L’inversion des fûts primaires (un colis contient 4 fûts de déchets nucléaires compactés puis mis dans du mortier) a été détectée par l’installation d’entreposage et de conditionnement de déchets alpha (IECDA) qui a produit ce colis sur le site de Marcoule et qui l’a expédié au Cedra, une installation de Conditionnement et d’entreposage de déchets radioactifs du CEA. Si l’expédition date du 2 mars 2021, ce n’est que 2 mois plus tard, le 3 mai, que l’erreur a été découverte. Deux mois pendant lesquels le colis de déchets irradiants contenant plus de matières fissiles que le maximum autorisé a été entreposé avec d’autres colis, sans que personne ne sache les risques que cet entreposage représentait.
En effet, la masse de matière fissile rassemblée au même endroit doit être surveillée de très près pour éviter tout risque de criticité [2]. Elle est donc strictement réglementée et, normalement, strictement contrôlée. En l’occurrence, le colis en question contenait 224,1 grammes de matières fissiles, alors que le maximum à ne pas dépasser est de 200. Un écart de 24 grammes qui peut paraître minime pour toute autre matière, mais qui ne l’est pas lorsqu’il s’agit de nucléaire. Qui plus est à aucun moment cet écart n’a été détecté, ni lors de la fabrication du colis, ni lors de son expédition sur un autre site, ni à sa réception. C’est tout un ensemble de dysfonctionnements en cascade qui a abouti à cette situation.
L’incident a d’ailleurs donné lieu à plusieurs déclarations du CEA comme le précise l’Autorité de sûreté nucléaire (ASN) (voir notre article concernant le transport dans un emballage non autorisé). Mais ces déclarations d’incidents n’étant communiquées par le CEA qu’à un cercle restreint (l’ASN et les membres de Commission locale d’information), les communiqués de l’exploitant nucléaire ne sont pas directement accessibles au grand public. Encore moins lorsqu’ils concernent des incidents survenus sur des installation nucléaire secrètes (dites INBS [3]), en lien avec le nucléaire militaire et qui relèvent directement du ministère de la Défense (et non de celui de l’écologie).

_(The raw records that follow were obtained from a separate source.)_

//! Bounded sampling of source rows with type checks.

use serde::Serialize;
use tracing::{debug, warn};

use crate::core::{
    CallContext, ColumnDescriptor, Cursor, ReadRequest, ReadScope, Row, SourceAdapter,
    TargetSystem, TypeWarning,
};
use crate::error::Result;
use crate::schema;
use crate::typemap;

/// Sample rows plus the warnings they produced.
#[derive(Debug, Clone, Serialize)]
pub struct Preview {
    /// Selected columns, each with its first non-null sample.
    pub columns: Vec<ColumnDescriptor>,
    pub rows: Vec<Row>,
    pub warnings: Vec<TypeWarning>,
}

/// Read at most `bound` rows of `selected` and check them against `target`.
///
/// A single bounded read; nothing is cached between calls.
pub async fn sample(
    source: &dyn SourceAdapter,
    ctx: &CallContext,
    scope: ReadScope,
    resolved: &[ColumnDescriptor],
    selected: &[String],
    bound: usize,
    target: TargetSystem,
) -> Result<Preview> {
    let mut columns = schema::select_columns(resolved, selected)?;
    let request = ReadRequest::new(scope, columns.clone());

    let batch = source
        .read_batch(ctx, &request, Cursor::start(), bound)
        .await?;
    let mut rows = batch.rows;
    rows.truncate(bound);
    debug!("Preview read {} rows (bound {})", rows.len(), bound);

    for (idx, column) in columns.iter_mut().enumerate() {
        column.sample_value = rows
            .iter()
            .filter_map(|row| row.get(idx))
            .find(|v| !v.is_null())
            .cloned();
    }

    let mut warnings = typemap::check(&columns, target);
    warnings.extend(typemap::check_values(&columns, &rows));
    for warning in &warnings {
        warn!("Type warning: {}", warning);
    }

    Ok(Preview {
        columns,
        rows,
        warnings,
    })
}

#[cfg(test)]
mod tests {
    use super::*;
    use crate::adapters::MemorySource;
    use crate::core::Value;

    fn source(n: i64) -> MemorySource {
        let rows = (0..n)
            .map(|i| {
                vec![
                    Value::Int(i),
                    Value::Text(format!("2024-01-{:02}", (i % 28) + 1)),
                    if i == 0 { Value::Null } else { Value::Text("x".into()) },
                ]
            })
            .collect();
        MemorySource::new().with_table(
            "price_paid",
            vec![
                ColumnDescriptor::new("price", "UInt32", false),
                ColumnDescriptor::new("date", "Date", false),
                ColumnDescriptor::new("note", "Nullable(String)", true),
            ],
            rows,
        )
    }

    async fn run(source: &MemorySource, selected: &[&str], bound: usize) -> Preview {
        let ctx = CallContext::default();
        let scope = ReadScope::Table("price_paid".into());
        let resolved = schema::resolve(source, &ctx, &scope).await.unwrap();
        let selected: Vec<String> = selected.iter().map(|s| s.to_string()).collect();
        sample(source, &ctx, scope, &resolved, &selected, bound, TargetSystem::FlatFile)
            .await
            .unwrap()
    }

    #[tokio::test]
    async fn test_preview_never_exceeds_bound() {
        let source = source(5000);
        let preview = run(&source, &["price", "date"], 100).await;
        assert_eq!(preview.rows.len(), 100);
        assert_eq!(source.reads(), 1);
    }

    #[tokio::test]
    async fn test_preview_small_table() {
        let preview = run(&source(7), &["date"], 100).await;
        assert_eq!(preview.rows.len(), 7);
        assert_eq!(preview.columns.len(), 1);
        assert!(preview.warnings.is_empty());
    }

    #[tokio::test]
    async fn test_sample_value_skips_nulls() {
        let preview = run(&source(3), &["note"], 100).await;
        assert_eq!(preview.columns[0].sample_value, Some(Value::Text("x".into())));
        // nullable column into a flat file
        assert_eq!(preview.warnings.len(), 1);
        assert_eq!(
            preview.warnings[0].suggestion.as_deref(),
            Some(typemap::STRIP_NULLS)
        );
    }
}
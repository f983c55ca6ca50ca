//! ClickHouse SQL rendering.

use crate::core::{ColumnDescriptor, ReadRequest, ReadScope};
use crate::join::JoinPlan;
use crate::typemap;

/// Quote an identifier with backticks.
pub fn quote_ident(name: &str) -> String {
    format!("`{}`", name.replace('\\', "\\\\").replace('`', "\\`"))
}

/// Single-quoted string literal.
pub fn quote_literal(value: &str) -> String {
    format!("'{}'", value.replace('\\', "\\\\").replace('\'', "\\'"))
}

/// `database`.`table`
pub fn qualify_table(database: &str, table: &str) -> String {
    format!("{}.{}", quote_ident(database), quote_ident(table))
}

fn from_clause(database: &str, scope: &ReadScope) -> String {
    match scope {
        ReadScope::Table(table) => qualify_table(database, table),
        ReadScope::Join(plan) => join_clause(database, plan),
    }
}

fn join_clause(database: &str, plan: &JoinPlan) -> String {
    let mut sql = format!(
        "{} AS {}",
        qualify_table(database, &plan.root),
        quote_ident(&plan.root)
    );
    for step in &plan.steps {
        sql.push_str(&format!(
            " {} JOIN {} AS {} ON {}.{} = {}.{}",
            step.join_type.as_sql(),
            qualify_table(database, &step.table),
            quote_ident(&step.table),
            quote_ident(&step.on_table),
            quote_ident(&step.on_key),
            quote_ident(&step.table),
            quote_ident(&step.key),
        ));
    }
    sql
}

fn select_list(request: &ReadRequest) -> String {
    request
        .columns
        .iter()
        .map(|c| match (&request.scope, &c.table) {
            (ReadScope::Join(_), Some(table)) => format!(
                "{}.{} AS {}",
                quote_ident(table),
                quote_ident(&c.column),
                quote_ident(&c.name)
            ),
            _ => quote_ident(&c.column),
        })
        .collect::<Vec<_>>()
        .join(", ")
}

/// ClickHouse cannot compare these, so they never appear in ORDER BY.
fn orderable(column: &ColumnDescriptor) -> bool {
    let (base, _) = typemap::unwrap_type(&column.source_type);
    !["Map(", "JSON", "Object(", "AggregateFunction("]
        .iter()
        .any(|prefix| base.starts_with(prefix))
}

/// ORDER BY terms giving every page the same total order: the table's
/// sorting key first (so reads follow the primary index), then each selected
/// column to break ties.
fn order_terms(request: &ReadRequest, sorting_key: Option<&str>) -> Vec<String> {
    let mut terms = Vec::new();
    if let ReadScope::Table(_) = request.scope {
        if let Some(key) = sorting_key.map(str::trim).filter(|k| !k.is_empty()) {
            terms.push(key.to_string());
        }
    }
    for column in request.columns.iter().filter(|c| orderable(c)) {
        let term = match (&request.scope, &column.table) {
            (ReadScope::Join(_), Some(table)) => {
                format!("{}.{}", quote_ident(table), quote_ident(&column.column))
            }
            _ => quote_ident(&column.column),
        };
        terms.push(term);
    }
    terms
}

/// Paged SELECT for a read request.
///
/// `sorting_key` is the raw expression from `system.tables`; it only applies
/// to single-table reads.
pub fn select_sql(
    database: &str,
    request: &ReadRequest,
    sorting_key: Option<&str>,
    offset: u64,
    limit: usize,
) -> String {
    let mut sql = format!(
        "SELECT {} FROM {}",
        select_list(request),
        from_clause(database, &request.scope)
    );
    let terms = order_terms(request, sorting_key);
    if !terms.is_empty() {
        sql.push_str(" ORDER BY ");
        sql.push_str(&terms.join(", "));
    }
    sql.push_str(&format!(" LIMIT {} OFFSET {}", limit, offset));
    sql
}

/// Sorting key of one table, one TabSeparated line.
pub fn sorting_key_sql(database: &str, table: &str) -> String {
    format!(
        "SELECT sorting_key FROM system.tables WHERE database = {} AND name = {} FORMAT TabSeparated",
        quote_literal(database),
        quote_literal(table)
    )
}

pub fn show_tables_sql(database: &str) -> String {
    format!("SHOW TABLES FROM {} FORMAT TabSeparated", quote_ident(database))
}

/// Row count for a read request.
pub fn count_sql(database: &str, request: &ReadRequest) -> String {
    format!("SELECT count() FROM {}", from_clause(database, &request.scope))
}

pub fn describe_sql(database: &str, table: &str) -> String {
    format!("DESCRIBE TABLE {}", qualify_table(database, table))
}

/// INSERT header; rows follow in the request body.
pub fn insert_sql(database: &str, table: &str, columns: &[String]) -> String {
    let cols = columns
        .iter()
        .map(|c| quote_ident(c))
        .collect::<Vec<_>>()
        .join(", ");
    format!(
        "INSERT INTO {} ({}) FORMAT JSONCompactEachRow",
        qualify_table(database, table),
        cols
    )
}
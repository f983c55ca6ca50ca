//! Concrete adapters and the catalog that builds them from configuration.
//!
//! The [`AdapterCatalog`] is constructed explicitly and handed to the engine,
//! so tests can swap in in-memory adapters without touching global state.

pub mod clickhouse;
pub mod dialect;
pub mod flatfile;
pub mod memory;

use std::collections::HashMap;
use std::sync::Arc;

use crate::config::{EndpointConfig, EngineConfig};
use crate::core::{AdapterError, AdapterResult, SourceAdapter, TargetAdapter, TargetSystem};

pub use clickhouse::ClickHouseAdapter;
pub use flatfile::{CsvSource, CsvTarget};
pub use memory::{MemorySource, MemoryTarget};

/// Builds adapters for one kind of endpoint.
pub trait AdapterFactory: Send + Sync {
    fn source(&self, config: &EndpointConfig, engine: &EngineConfig) -> AdapterResult<Arc<dyn SourceAdapter>>;

    fn target(&self, config: &EndpointConfig, engine: &EngineConfig) -> AdapterResult<Arc<dyn TargetAdapter>>;
}

/// Factory for ClickHouse over HTTP.
#[derive(Debug, Default, Clone, Copy)]
pub struct ClickHouseFactory;

impl AdapterFactory for ClickHouseFactory {
    fn source(&self, config: &EndpointConfig, engine: &EngineConfig) -> AdapterResult<Arc<dyn SourceAdapter>> {
        match config {
            EndpointConfig::Database(db) => Ok(Arc::new(ClickHouseAdapter::new(db, engine)?)),
            other => Err(mismatch(other, TargetSystem::Database)),
        }
    }

    fn target(&self, config: &EndpointConfig, engine: &EngineConfig) -> AdapterResult<Arc<dyn TargetAdapter>> {
        match config {
            EndpointConfig::Database(db) => Ok(Arc::new(ClickHouseAdapter::new(db, engine)?)),
            other => Err(mismatch(other, TargetSystem::Database)),
        }
    }
}

/// Factory for delimited files.
#[derive(Debug, Default, Clone, Copy)]
pub struct FlatFileFactory;

impl AdapterFactory for FlatFileFactory {
    fn source(&self, config: &EndpointConfig, engine: &EngineConfig) -> AdapterResult<Arc<dyn SourceAdapter>> {
        match config {
            EndpointConfig::FlatFile(file) => {
                Ok(Arc::new(CsvSource::new(file.clone(), engine.sample_size)))
            }
            other => Err(mismatch(other, TargetSystem::FlatFile)),
        }
    }

    fn target(&self, config: &EndpointConfig, _engine: &EngineConfig) -> AdapterResult<Arc<dyn TargetAdapter>> {
        match config {
            EndpointConfig::FlatFile(file) => Ok(Arc::new(CsvTarget::new(file.clone()))),
            other => Err(mismatch(other, TargetSystem::FlatFile)),
        }
    }
}

/// Hands out shared, pre-built in-memory adapters regardless of config details.
#[derive(Debug, Default, Clone)]
pub struct MemoryFactory {
    pub source: Option<Arc<MemorySource>>,
    pub target: Option<Arc<MemoryTarget>>,
}

impl AdapterFactory for MemoryFactory {
    fn source(&self, _config: &EndpointConfig, _engine: &EngineConfig) -> AdapterResult<Arc<dyn SourceAdapter>> {
        match &self.source {
            Some(source) => Ok(source.clone()),
            None => Err(AdapterError::unreachable("no in-memory source registered")),
        }
    }

    fn target(&self, _config: &EndpointConfig, _engine: &EngineConfig) -> AdapterResult<Arc<dyn TargetAdapter>> {
        match &self.target {
            Some(target) => Ok(target.clone()),
            None => Err(AdapterError::unreachable("no in-memory target registered")),
        }
    }
}

fn mismatch(config: &EndpointConfig, expected: TargetSystem) -> AdapterError {
    AdapterError::server(format!(
        "{} factory cannot build an adapter for {}",
        expected,
        config.system()
    ))
}

/// Registry of adapter factories keyed by endpoint kind.
#[derive(Default, Clone)]
pub struct AdapterCatalog {
    source_factories: HashMap<TargetSystem, Arc<dyn AdapterFactory>>,
    target_factories: HashMap<TargetSystem, Arc<dyn AdapterFactory>>,
}

impl AdapterCatalog {
    /// Create a new empty catalog.
    pub fn new() -> Self {
        Self::default()
    }

    /// Catalog with the ClickHouse and flat-file adapters registered.
    pub fn with_builtins() -> Self {
        let mut catalog = Self::new();
        catalog.register(TargetSystem::Database, Arc::new(ClickHouseFactory));
        catalog.register(TargetSystem::FlatFile, Arc::new(FlatFileFactory));
        catalog
    }

    /// Use `factory` for both sources and targets of `system`.
    pub fn register(&mut self, system: TargetSystem, factory: Arc<dyn AdapterFactory>) {
        self.source_factories.insert(system, factory.clone());
        self.target_factories.insert(system, factory);
    }

    pub fn register_source(&mut self, system: TargetSystem, factory: Arc<dyn AdapterFactory>) {
        self.source_factories.insert(system, factory);
    }

    pub fn register_target(&mut self, system: TargetSystem, factory: Arc<dyn AdapterFactory>) {
        self.target_factories.insert(system, factory);
    }

    pub fn source(&self, config: &EndpointConfig, engine: &EngineConfig) -> AdapterResult<Arc<dyn SourceAdapter>> {
        let system = config.system();
        self.source_factories
            .get(&system)
            .ok_or_else(|| AdapterError::server(format!("no source adapter registered for {}", system)))?
            .source(config, engine)
    }

    pub fn target(&self, config: &EndpointConfig, engine: &EngineConfig) -> AdapterResult<Arc<dyn TargetAdapter>> {
        let system = config.system();
        self.target_factories
            .get(&system)
            .ok_or_else(|| AdapterError::server(format!("no target adapter registered for {}", system)))?
            .target(config, engine)
    }

    pub fn has_source(&self, system: TargetSystem) -> bool {
        self.source_factories.contains_key(&system)
    }
}

#[cfg(test)]
mod tests {
    use super::*;
    use crate::config::FlatFileConfig;

    #[test]
    fn test_builtins_cover_both_systems() {
        let catalog = AdapterCatalog::with_builtins();
        assert!(catalog.has_source(TargetSystem::Database));
        assert!(catalog.has_source(TargetSystem::FlatFile));

        let config = EndpointConfig::FlatFile(FlatFileConfig::new("x.csv"));
        let source = catalog.source(&config, &EngineConfig::default()).unwrap();
        assert_eq!(source.system(), TargetSystem::FlatFile);
    }

    #[test]
    fn test_empty_catalog_errors() {
        let catalog = AdapterCatalog::new();
        let config = EndpointConfig::FlatFile(FlatFileConfig::new("x.csv"));
        assert!(catalog.target(&config, &EngineConfig::default()).is_err());
    }
}
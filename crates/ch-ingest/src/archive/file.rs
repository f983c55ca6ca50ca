//! JSON-lines archive file.

use std::path::{Path, PathBuf};

use async_trait::async_trait;
use tokio::io::AsyncWriteExt;
use tokio::sync::Mutex;
use tracing::debug;

use super::{SessionArchive, SessionRecord};
use crate::error::{IngestError, Result};

/// Appends each record as one JSON line.
pub struct JsonFileArchive {
    path: PathBuf,
    lock: Mutex<()>,
}

impl JsonFileArchive {
    pub fn new(path: impl Into<PathBuf>) -> Self {
        Self {
            path: path.into(),
            lock: Mutex::new(()),
        }
    }

    pub fn path(&self) -> &Path {
        &self.path
    }

    /// Read every record back, oldest first.
    pub async fn load_all(&self) -> Result<Vec<SessionRecord>> {
        let content = match tokio::fs::read_to_string(&self.path).await {
            Ok(content) => content,
            Err(e) if e.kind() == std::io::ErrorKind::NotFound => return Ok(Vec::new()),
            Err(e) => return Err(e.into()),
        };
        content
            .lines()
            .filter(|line| !line.trim().is_empty())
            .map(|line| serde_json::from_str(line).map_err(IngestError::from))
            .collect()
    }
}

#[async_trait]
impl SessionArchive for JsonFileArchive {
    async fn store(&self, record: &SessionRecord) -> Result<()> {
        let mut line = serde_json::to_string(record)?;
        line.push('\n');

        let _guard = self.lock.lock().await;
        let mut file = tokio::fs::OpenOptions::new()
            .create(true)
            .append(true)
            .open(&self.path)
            .await?;
        file.write_all(line.as_bytes()).await?;
        file.flush().await?;

        debug!(
            "Archived session {} to {}",
            record.session_id,
            self.path.display()
        );
        Ok(())
    }

    fn backend_type(&self) -> &'static str {
        "jsonl"
    }
}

L’évènement, significatif pour la sûreté, n’est malheureusement pas isolé. Sur les sites du CEA, des prises de risques avec la criticité sont récurrents (voir à droite de cet article pour une revue des derniers incidents sur l’installation de Cadarache). Questionnant tout aussi régulièrement le sérieux de l’exploitant nucléaire et la suffisance des précautions prises pour s’assurer que les règles élémentaires à connaître et respecter lorsqu’on touche au nucléaire sont effectivement appliquées.
L.B.
Dépassement de la masse de matière fissile autorisée dans un colis entreposé dans l’INB 164, dénommée Cedra
Publié le 12/05/2021
Conditionnement et d’entreposage de déchets radioactifs (Cedra) - Conditionnement et entreposage de substances radioactives - CEA
Le 5 mai 2021, le Commissariat à l’énergie atomique et aux énergies alternatives (CEA) a déclaré à l’Autorité de sûreté nucléaire (ASN) un dépassement de la masse de matière fissile autorisée dans un des colis dits « faiblement irradiants » de 870 litres entreposé dans l’installation Cedra (INB 164) du centre de Cadarache.
L’installation Cedra entrepose des colis de déchets solides produits dans différentes installations nucléaires.
Le 2 mars 2021, un transport de deux colis de déchets a été réceptionné à Cedra en provenance de l’installation d’entreposage et de conditionnement de déchets alpha (IECDA), située dans l’INBS du centre de Marcoule. Les documents constitutifs du transport des deux colis indiquaient une masse de matière fissile inférieure à la limite de masse de matière fissile autorisée de 200 g par colis dans Cedra. Les deux colis ont donc été acceptés dans l’installation Cedra.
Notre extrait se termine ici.